#### Task statement
Write out each line of the entries exactly, starting at the first and finishing with the line that contains "pub const HIDDEN_CATEGORY_NAME: &str".

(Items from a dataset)
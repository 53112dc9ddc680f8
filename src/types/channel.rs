//! Guild channels as the channel list sees them.
//!
//! Only the fields that matter for ordering and grouping are kept: identity,
//! owning guild, type, parent category and position. Everything else a
//! gateway channel object carries is ignored on deserialization.

use serde::{
    de::{Deserializer, Error as DeError, Unexpected, Visitor},
    ser::Serializer,
    Deserialize, Serialize,
};
use serde_repr::{Deserialize_repr, Serialize_repr};
use std::{
    error::Error,
    fmt::{Display, Formatter, Result as FmtResult},
    str::FromStr,
};

use crate::types::id::{
    marker::{ChannelMarker, GuildMarker},
    Id,
};

/// Suffix appended to a guild ID to form its synthetic hidden category ID.
pub const HIDDEN_CATEGORY_SUFFIX: &str = "_hidden";

/// Display name of the synthetic hidden category.
pub const HIDDEN_CATEGORY_NAME: &str = "hidden";

// ---------------------------------------------------------------------------
// ChannelType
// ---------------------------------------------------------------------------

/// Type of a channel, serialized as Discord's integer value.
#[derive(Clone, Copy, Debug, Eq, Hash, Ord, PartialEq, PartialOrd, Deserialize_repr, Serialize_repr)]
#[repr(u8)]
pub enum ChannelType {
    GuildText = 0,
    Dm = 1,
    GuildVoice = 2,
    GroupDm = 3,
    GuildCategory = 4,
    GuildAnnouncement = 5,
    GuildStore = 6,
    AnnouncementThread = 10,
    PublicThread = 11,
    PrivateThread = 12,
    GuildStageVoice = 13,
    GuildDirectory = 14,
    GuildForum = 15,
    GuildMedia = 16,
}

impl ChannelType {
    /// Every variant, in ascending numeric order.
    pub const ALL: [ChannelType; 14] = [
        ChannelType::GuildText,
        ChannelType::Dm,
        ChannelType::GuildVoice,
        ChannelType::GroupDm,
        ChannelType::GuildCategory,
        ChannelType::GuildAnnouncement,
        ChannelType::GuildStore,
        ChannelType::AnnouncementThread,
        ChannelType::PublicThread,
        ChannelType::PrivateThread,
        ChannelType::GuildStageVoice,
        ChannelType::GuildDirectory,
        ChannelType::GuildForum,
        ChannelType::GuildMedia,
    ];

    /// Whether channels of this type can be individually hidden.
    ///
    /// Categories follow their children and DMs have no guild permissions.
    pub const fn is_hideable(self) -> bool {
        !matches!(self, ChannelType::GuildCategory | ChannelType::Dm)
    }

    /// Name of the type as Discord documents it.
    pub const fn name(self) -> &'static str {
        match self {
            ChannelType::GuildText => "GUILD_TEXT",
            ChannelType::Dm => "DM",
            ChannelType::GuildVoice => "GUILD_VOICE",
            ChannelType::GroupDm => "GROUP_DM",
            ChannelType::GuildCategory => "GUILD_CATEGORY",
            ChannelType::GuildAnnouncement => "GUILD_ANNOUNCEMENT",
            ChannelType::GuildStore => "GUILD_STORE",
            ChannelType::AnnouncementThread => "ANNOUNCEMENT_THREAD",
            ChannelType::PublicThread => "PUBLIC_THREAD",
            ChannelType::PrivateThread => "PRIVATE_THREAD",
            ChannelType::GuildStageVoice => "GUILD_STAGE_VOICE",
            ChannelType::GuildDirectory => "GUILD_DIRECTORY",
            ChannelType::GuildForum => "GUILD_FORUM",
            ChannelType::GuildMedia => "GUILD_MEDIA",
        }
    }
}

// ---------------------------------------------------------------------------
// ChannelId
// ---------------------------------------------------------------------------

/// ID of a channel in the rendered hierarchy.
///
/// Real channels carry a snowflake. The synthetic hidden category has no
/// snowflake of its own; its ID is derived from the guild and displays as
/// `<guild_id>_hidden`.
#[derive(Clone, Copy, Debug, Eq, Hash, Ord, PartialEq, PartialOrd)]
pub enum ChannelId {
    Snowflake(Id<ChannelMarker>),
    HiddenCategory(Id<GuildMarker>),
}

impl ChannelId {
    /// ID of the synthetic hidden category of a guild.
    pub const fn hidden_category(guild_id: Id<GuildMarker>) -> Self {
        Self::HiddenCategory(guild_id)
    }

    /// The snowflake, if this is a real channel.
    pub const fn snowflake(self) -> Option<Id<ChannelMarker>> {
        match self {
            Self::Snowflake(id) => Some(id),
            Self::HiddenCategory(_) => None,
        }
    }

    pub const fn is_hidden_category(self) -> bool {
        matches!(self, Self::HiddenCategory(_))
    }
}

impl From<Id<ChannelMarker>> for ChannelId {
    fn from(id: Id<ChannelMarker>) -> Self {
        Self::Snowflake(id)
    }
}

impl PartialEq<Id<ChannelMarker>> for ChannelId {
    fn eq(&self, other: &Id<ChannelMarker>) -> bool {
        self.snowflake() == Some(*other)
    }
}

impl Display for ChannelId {
    fn fmt(&self, f: &mut Formatter<'_>) -> FmtResult {
        match self {
            Self::Snowflake(id) => Display::fmt(id, f),
            Self::HiddenCategory(guild_id) => {
                Display::fmt(guild_id, f)?;
                f.write_str(HIDDEN_CATEGORY_SUFFIX)
            }
        }
    }
}

impl FromStr for ChannelId {
    type Err = ChannelIdParseError;

    fn from_str(s: &str) -> Result<Self, Self::Err> {
        if let Some(guild) = s.strip_suffix(HIDDEN_CATEGORY_SUFFIX) {
            return guild
                .parse()
                .map(Self::HiddenCategory)
                .map_err(|_| ChannelIdParseError::new(s));
        }

        s.parse()
            .map(Self::Snowflake)
            .map_err(|_| ChannelIdParseError::new(s))
    }
}

impl<'de> Deserialize<'de> for ChannelId {
    fn deserialize<D: Deserializer<'de>>(deserializer: D) -> Result<Self, D::Error> {
        struct ChannelIdVisitor;

        impl Visitor<'_> for ChannelIdVisitor {
            type Value = ChannelId;

            fn expecting(&self, f: &mut Formatter<'_>) -> FmtResult {
                f.write_str("a channel snowflake or a hidden category id")
            }

            fn visit_u64<E: DeError>(self, value: u64) -> Result<Self::Value, E> {
                Id::new_checked(value)
                    .map(ChannelId::Snowflake)
                    .ok_or_else(|| DeError::invalid_value(Unexpected::Unsigned(value), &self))
            }

            fn visit_str<E: DeError>(self, value: &str) -> Result<Self::Value, E> {
                value
                    .parse()
                    .map_err(|_| DeError::invalid_value(Unexpected::Str(value), &self))
            }
        }

        deserializer.deserialize_any(ChannelIdVisitor)
    }
}

impl Serialize for ChannelId {
    fn serialize<S: Serializer>(&self, serializer: S) -> Result<S::Ok, S::Error> {
        serializer.collect_str(self)
    }
}

/// A string could not be parsed into a [`ChannelId`].
#[derive(Debug)]
pub struct ChannelIdParseError {
    input: String,
}

impl ChannelIdParseError {
    fn new(input: &str) -> Self {
        Self {
            input: input.to_owned(),
        }
    }

    /// The rejected input.
    pub fn input(&self) -> &str {
        &self.input
    }
}

impl Display for ChannelIdParseError {
    fn fmt(&self, f: &mut Formatter<'_>) -> FmtResult {
        f.write_str("`")?;
        f.write_str(&self.input)?;
        f.write_str("` is neither a snowflake nor a hidden category id")
    }
}

impl Error for ChannelIdParseError {}

// ---------------------------------------------------------------------------
// Channel
// ---------------------------------------------------------------------------

#[derive(Clone, Debug, Eq, PartialEq, Deserialize, Serialize)]
pub struct Channel {
    pub id: ChannelId,
    #[serde(default, skip_serializing_if = "Option::is_none")]
    pub guild_id: Option<Id<GuildMarker>>,
    #[serde(rename = "type")]
    pub kind: ChannelType,
    #[serde(default, skip_serializing_if = "Option::is_none")]
    pub name: Option<String>,
    #[serde(default, skip_serializing_if = "Option::is_none")]
    pub parent_id: Option<ChannelId>,
    #[serde(default)]
    pub position: i64,
}

impl Channel {
    /// The synthetic category hidden channels are grouped under.
    pub fn hidden_category(guild_id: Id<GuildMarker>) -> Self {
        Self {
            id: ChannelId::hidden_category(guild_id),
            guild_id: Some(guild_id),
            kind: ChannelType::GuildCategory,
            name: Some(HIDDEN_CATEGORY_NAME.to_owned()),
            parent_id: None,
            position: 0,
        }
    }

    /// Copy of this channel shown under another parent.
    ///
    /// The override only lives on the copy; the host's record is untouched.
    pub fn reparented(&self, parent_id: Option<ChannelId>) -> Self {
        Self {
            parent_id,
            ..self.clone()
        }
    }

    pub fn is_category(&self) -> bool {
        self.kind == ChannelType::GuildCategory
    }
}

#### Reply to the task
repository 53112dc9ddc680f8
filename src/types/channel.rs
//! Guild channels as the channel list sees them.
//!
//! Only the fields that matter for ordering and grouping are kept: identity,
//! owning guild, type, parent category and position. Everything else a
//! gateway channel object carries is ignored on deserialization.

use serde::{
    de::{Deserializer, Error as DeError, Unexpected, Visitor},
    ser::Serializer,
    Deserialize, Serialize,
};
use serde_repr::{Deserialize_repr, Serialize_repr};
use std::{
    error::Error,
    fmt::{Display, Formatter, Result as FmtResult},
    str::FromStr,
};

use crate::types::id::{
    marker::{ChannelMarker, GuildMarker},
    Id,
};

/// Suffix appended to a guild ID to form its synthetic hidden category ID.
pub const HIDDEN_CATEGORY_SUFFIX: &str = "_hidden";

/// Display name of the synthetic hidden category.
pub const HIDDEN_CATEGORY_NAME: &str = "hidden";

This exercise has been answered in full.